Sunday, March 1, 2009

Israel settlements in, Palestinians out

Israeli human rights group B'Tselem has uncovered a plan for a massive expansion of Israeli settlements in the West Bank region of Palestine.

B'Tselem used a freedom of information request to get access to the plans to add nearly 10,000 more housing units to settlements around Jerusalem. One of the commitments they agreed to under the ‘roadmap to peace’ that has guided peace negotiations between Israel and Palestine was that Israel would put a halt to building settlements in the occupied territories. It’s a commitment they have yet to live up to.

And while Israel is planning to move more settlers into the West Bank, they’re also taking steps to move Palestinians out. The Palestine Liberation Organization (PLO) called for a general strike in the West Bank on Saturday to protest Israeli plans to evict nearly 100 Palestinian families from Silwan, a Palestinian neighborhood next to Jerusalem’s holy sites. The Israelis say the homes have to go because they were built illegally without permits. The Palestinians counter that the Israelis make it practically impossible for them to get permits, so illegal construction their only option. And while officials in Jerusalem said there were no immediate plans to forcibly evict the Palestinians, Jerusalem Mayor Nir Barkat said that the area in question in Silwan has been designated to become a park.

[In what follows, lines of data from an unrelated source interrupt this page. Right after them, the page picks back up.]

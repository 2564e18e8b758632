use std::{collections::HashSet, fmt, str::FromStr};

use rust_decimal::Decimal;
use serde::{Deserialize, Serialize};
use tracing::debug;
use uuid::Uuid;

use crate::{duration::parse_minutes, models::destination::Destination, money::checked_total};

pub const MAX_TITLE_CHARS: usize = 50;

#[derive(Debug, Clone, Copy, Serialize, Deserialize, PartialEq, Eq, Default)]
pub enum ItineraryCategory {
    #[default]
    #[serde(rename = "activity")]
    Activity,
    #[serde(rename = "place")]
    Place,
    #[serde(rename = "food")]
    Food,
    #[serde(rename = "accommodation")]
    Accommodation,
}

impl ItineraryCategory {
    pub const ALL: [ItineraryCategory; 4] = [
        ItineraryCategory::Activity,
        ItineraryCategory::Place,
        ItineraryCategory::Food,
        ItineraryCategory::Accommodation,
    ];

    pub fn as_str(&self) -> &'static str {
        match self {
            ItineraryCategory::Activity => "activity",
            ItineraryCategory::Place => "place",
            ItineraryCategory::Food => "food",
            ItineraryCategory::Accommodation => "accommodation",
        }
    }

    pub fn label(&self) -> &'static str {
        match self {
            ItineraryCategory::Activity => "Activity",
            ItineraryCategory::Place => "Place",
            ItineraryCategory::Food => "Food",
            ItineraryCategory::Accommodation => "Accommodation",
        }
    }
}

impl fmt::Display for ItineraryCategory {
    fn fmt(&self, f: &mut fmt::Formatter<'_>) -> fmt::Result {
        write!(f, "{}", self.as_str())
    }
}

impl FromStr for ItineraryCategory {
    type Err = String;

    fn from_str(value: &str) -> Result<Self, Self::Err> {
        Self::ALL
            .into_iter()
            .find(|category| category.as_str().eq_ignore_ascii_case(value.trim()))
            .ok_or_else(|| format!("unknown category `{value}`"))
    }
}

#[derive(Debug, Clone, Serialize, Deserialize, PartialEq)]
pub struct ItineraryItem {
    pub id: String,
    pub title: String,
    pub category: ItineraryCategory,
    pub duration: String,
    pub travel_time_to_reach: String,
    pub location: String,
    pub cost: Decimal,
}

impl ItineraryItem {
    pub fn duration_minutes(&self) -> u32 {
        parse_minutes(&self.duration)
    }

    pub fn travel_minutes(&self) -> u32 {
        parse_minutes(&self.travel_time_to_reach)
    }
}

/// User-supplied fields for a new stop; the id is assigned on insert.
#[derive(Debug, Clone, Default, Serialize, Deserialize)]
pub struct NewItineraryItem {
    pub title: String,
    #[serde(default)]
    pub category: ItineraryCategory,
    pub duration: String,
    #[serde(default)]
    pub travel_time_to_reach: String,
    pub location: String,
    #[serde(default)]
    pub cost: Decimal,
}

#[derive(Debug, Clone, Copy, Serialize, Deserialize, PartialEq, Eq, Default)]
pub struct ItinerarySummary {
    pub total_cost: Decimal,
    pub total_activity_minutes: u32,
    pub total_travel_minutes: u32,
    pub total_minutes: u32,
    pub location_count: usize,
}

/// Ordered list of planned stops. Order is the user's planned sequence.
#[derive(Debug, Clone, Default, Serialize, Deserialize, PartialEq)]
pub struct Itinerary {
    items: Vec<ItineraryItem>,
}

impl Itinerary {
    pub fn new() -> Self {
        Self::default()
    }

    pub fn items(&self) -> &[ItineraryItem] {
        &self.items
    }

    pub fn len(&self) -> usize {
        self.items.len()
    }

    pub fn is_empty(&self) -> bool {
        self.items.is_empty()
    }

    pub fn position(&self, id: &str) -> Option<usize> {
        self.items.iter().position(|item| item.id == id)
    }

    /// Appends a stop. Returns `None` without touching the list when a
    /// required field is missing or out of bounds.
    pub fn add(&mut self, input: NewItineraryItem) -> Option<ItineraryItem> {
        let title = input.title.trim();
        let duration = input.duration.trim();
        let location = input.location.trim();

        if title.is_empty() || duration.is_empty() || location.is_empty() {
            debug!("ignoring itinerary item with missing fields");
            return None;
        }
        if title.chars().count() > MAX_TITLE_CHARS {
            debug!("ignoring itinerary item with overlong title");
            return None;
        }
        if input.cost < Decimal::ZERO {
            debug!("ignoring itinerary item with negative cost");
            return None;
        }
        if checked_total(self.items.iter().map(|item| item.cost).chain([input.cost])).is_none() {
            debug!("ignoring itinerary item whose cost overflows the total");
            return None;
        }

        let travel = input.travel_time_to_reach.trim();
        let item = ItineraryItem {
            id: Uuid::new_v4().to_string(),
            title: title.to_string(),
            category: input.category,
            duration: duration.to_string(),
            travel_time_to_reach: if travel.is_empty() {
                "0m".to_string()
            } else {
                travel.to_string()
            },
            location: location.to_string(),
            cost: input.cost,
        };
        self.items.push(item.clone());
        Some(item)
    }

    pub fn add_destination(&mut self, destination: &Destination) -> Option<ItineraryItem> {
        let mut title = format!("Visit {}", destination.name);
        if title.chars().count() > MAX_TITLE_CHARS {
            title = title.chars().take(MAX_TITLE_CHARS).collect();
        }
        self.add(NewItineraryItem {
            title,
            category: ItineraryCategory::Place,
            duration: "2h".into(),
            travel_time_to_reach: String::new(),
            location: destination.location.clone(),
            cost: Decimal::ZERO,
        })
    }

    pub fn remove(&mut self, id: &str) -> Option<ItineraryItem> {
        let index = self.position(id)?;
        Some(self.items.remove(index))
    }

    /// Moves the element at `from` to `to`, shifting the ones in between.
    /// Out-of-range indices leave the list untouched.
    pub fn reorder(&mut self, from: usize, to: usize) -> bool {
        let len = self.items.len();
        if from >= len || to >= len {
            return false;
        }
        if from != to {
            let item = self.items.remove(from);
            self.items.insert(to, item);
        }
        true
    }

    pub fn move_up(&mut self, id: &str) -> bool {
        match self.position(id) {
            Some(index) if index > 0 => self.reorder(index, index - 1),
            _ => false,
        }
    }

    pub fn move_down(&mut self, id: &str) -> bool {
        match self.position(id) {
            Some(index) => self.reorder(index, index + 1),
            None => false,
        }
    }

    pub fn aggregate(&self) -> ItinerarySummary {
        let total_cost =
            checked_total(self.items.iter().map(|item| item.cost)).unwrap_or(Decimal::MAX);
        let total_activity_minutes = self
            .items
            .iter()
            .fold(0u32, |acc, item| acc.saturating_add(item.duration_minutes()));
        let total_travel_minutes = self
            .items
            .iter()
            .fold(0u32, |acc, item| acc.saturating_add(item.travel_minutes()));
        let location_count = self
            .items
            .iter()
            .map(|item| item.location.as_str())
            .collect::<HashSet<_>>()
            .len();

        ItinerarySummary {
            total_cost,
            total_activity_minutes,
            total_travel_minutes,
            total_minutes: total_activity_minutes.saturating_add(total_travel_minutes),
            location_count,
        }
    }
}
use serde::{Deserialize, Serialize};

use crate::models::{booking::Confirmation, cart::Cart, flow::BookingFlow, itinerary::Itinerary};

/// Everything a browsing session owns. This is the unit the session stores persist.
#[derive(Debug, Clone, Default, Serialize, Deserialize, PartialEq)]
pub struct SessionSnapshot {
    #[serde(default)]
    pub cart: Cart,
    #[serde(default)]
    pub itinerary: Itinerary,
    #[serde(default)]
    pub flow: BookingFlow,
    #[serde(default)]
    pub last_confirmation: Option<Confirmation>,
}
use std::{path::Path, sync::Arc};

use serde::Deserialize;
use tokio::fs;
use tracing::info;

use crate::{
    error::AppError,
    models::{
        cart::{CartItemKind, NewCartItem},
        destination::{Destination, FlightOffer, HotelOffer, TourOffer},
    },
};

const BUILTIN_CATALOG: &str = include_str!("../../data/catalog.json");

#[derive(Debug, Default, Deserialize)]
struct CatalogData {
    destinations: Vec<Destination>,
    #[serde(default)]
    flights: Vec<FlightOffer>,
    #[serde(default)]
    hotels: Vec<HotelOffer>,
    #[serde(default)]
    tours: Vec<TourOffer>,
}

/// Read-only destination and offer lookup.
#[derive(Clone)]
pub struct CatalogService {
    data: Arc<CatalogData>,
}

impl CatalogService {
    pub fn builtin() -> Result<Self, AppError> {
        Self::from_json(BUILTIN_CATALOG)
    }

    pub async fn load(path: &Path) -> Result<Self, AppError> {
        let raw = fs::read_to_string(path).await?;
        let catalog = Self::from_json(&raw)?;
        info!(
            "loaded catalog from {} ({} destinations)",
            path.display(),
            catalog.data.destinations.len()
        );
        Ok(catalog)
    }

    pub fn from_json(raw: &str) -> Result<Self, AppError> {
        let data: CatalogData = serde_json::from_str(raw)?;
        Ok(Self {
            data: Arc::new(data),
        })
    }

    pub fn destinations(&self) -> &[Destination] {
        &self.data.destinations
    }

    pub fn get_destination_by_id(&self, id: &str) -> Option<&Destination> {
        self.data.destinations.iter().find(|d| d.id == id)
    }

    pub fn search_destinations(&self, query: &str) -> Vec<&Destination> {
        filter_by(&self.data.destinations, query, |d| d.name.as_str())
    }

    pub fn featured(&self, count: usize) -> Vec<&Destination> {
        let mut all: Vec<&Destination> = self.data.destinations.iter().collect();
        all.sort_by(|a, b| b.rating.total_cmp(&a.rating));
        all.truncate(count);
        all
    }

    pub fn search_flights(&self, query: &str) -> Vec<&FlightOffer> {
        filter_by(&self.data.flights, query, |f| f.to.as_str())
    }

    pub fn search_hotels(&self, query: &str) -> Vec<&HotelOffer> {
        filter_by(&self.data.hotels, query, |h| h.destination.as_str())
    }

    pub fn search_tours(&self, query: &str) -> Vec<&TourOffer> {
        filter_by(&self.data.tours, query, |t| t.destination.as_str())
    }

    pub fn flight(&self, id: &str) -> Option<&FlightOffer> {
        self.data.flights.iter().find(|f| f.id == id)
    }

    pub fn hotel(&self, id: &str) -> Option<&HotelOffer> {
        self.data.hotels.iter().find(|h| h.id == id)
    }

    pub fn tour(&self, id: &str) -> Option<&TourOffer> {
        self.data.tours.iter().find(|t| t.id == id)
    }

    /// Turns a catalog offer into a cart entry plus the destination it is for.
    pub fn selection(&self, kind: CartItemKind, offer_id: &str) -> Option<(NewCartItem, String)> {
        match kind {
            CartItemKind::Flight => self.flight(offer_id).map(|flight| {
                (
                    NewCartItem {
                        kind,
                        title: format!("{} {} → {}", flight.airline, flight.from, flight.to),
                        details: format!(
                            "Departs {}, arrives {} ({})",
                            flight.departure, flight.arrival, flight.duration
                        ),
                        price: flight.price,
                        image: flight.image.clone(),
                    },
                    flight.to.clone(),
                )
            }),
            CartItemKind::Hotel => self.hotel(offer_id).map(|hotel| {
                (
                    NewCartItem {
                        kind,
                        title: hotel.name.clone(),
                        details: format!("{}, 1 night", hotel.destination),
                        price: hotel.nightly_price,
                        image: hotel.image.clone(),
                    },
                    hotel.destination.clone(),
                )
            }),
            CartItemKind::Tour => self.tour(offer_id).map(|tour| {
                (
                    NewCartItem {
                        kind,
                        title: tour.name.clone(),
                        details: format!("{} in {}", tour.duration, tour.destination),
                        price: tour.price,
                        image: tour.image.clone(),
                    },
                    tour.destination.clone(),
                )
            }),
        }
    }
}

/// Case-insensitive substring filter; a blank query keeps everything.
fn filter_by<'a, T>(items: &'a [T], query: &str, key: impl Fn(&T) -> &str) -> Vec<&'a T> {
    let needle = query.trim().to_lowercase();
    items
        .iter()
        .filter(|item| needle.is_empty() || key(*item).to_lowercase().contains(&needle))
        .collect()
}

Finally, the chances for a unity coalition government seem to have died on Friday when Kadima party leader Tzipi Livni gave a final ‘no’ on the idea of joining forces with Prime Minister-designate Benjamin Netanyahu. What sank the deal seems to have been Netanyahu’s refusal to agree with Livni’s demands that the new Israel government continue pursuing a ‘two-state’ solution with the Palestinians. Netanyahu wants the Palestinians to have some self-rule, but his idea is for something a lot less like an independent country and a lot more like an American Indian reservation - Netanyahu wants Israel to keep control of the borders, airspace, resources and security of a future Palestinian ‘state’.

With Livni out, Netanyahu will likely cobble together a coalition of far-right and orthodox parties, ones who will insist on a hard-line with the Palestinians, something that is sure to put the new Netanyahu government at odds with the US and Pres. Obama who remain committed to the two-state solution.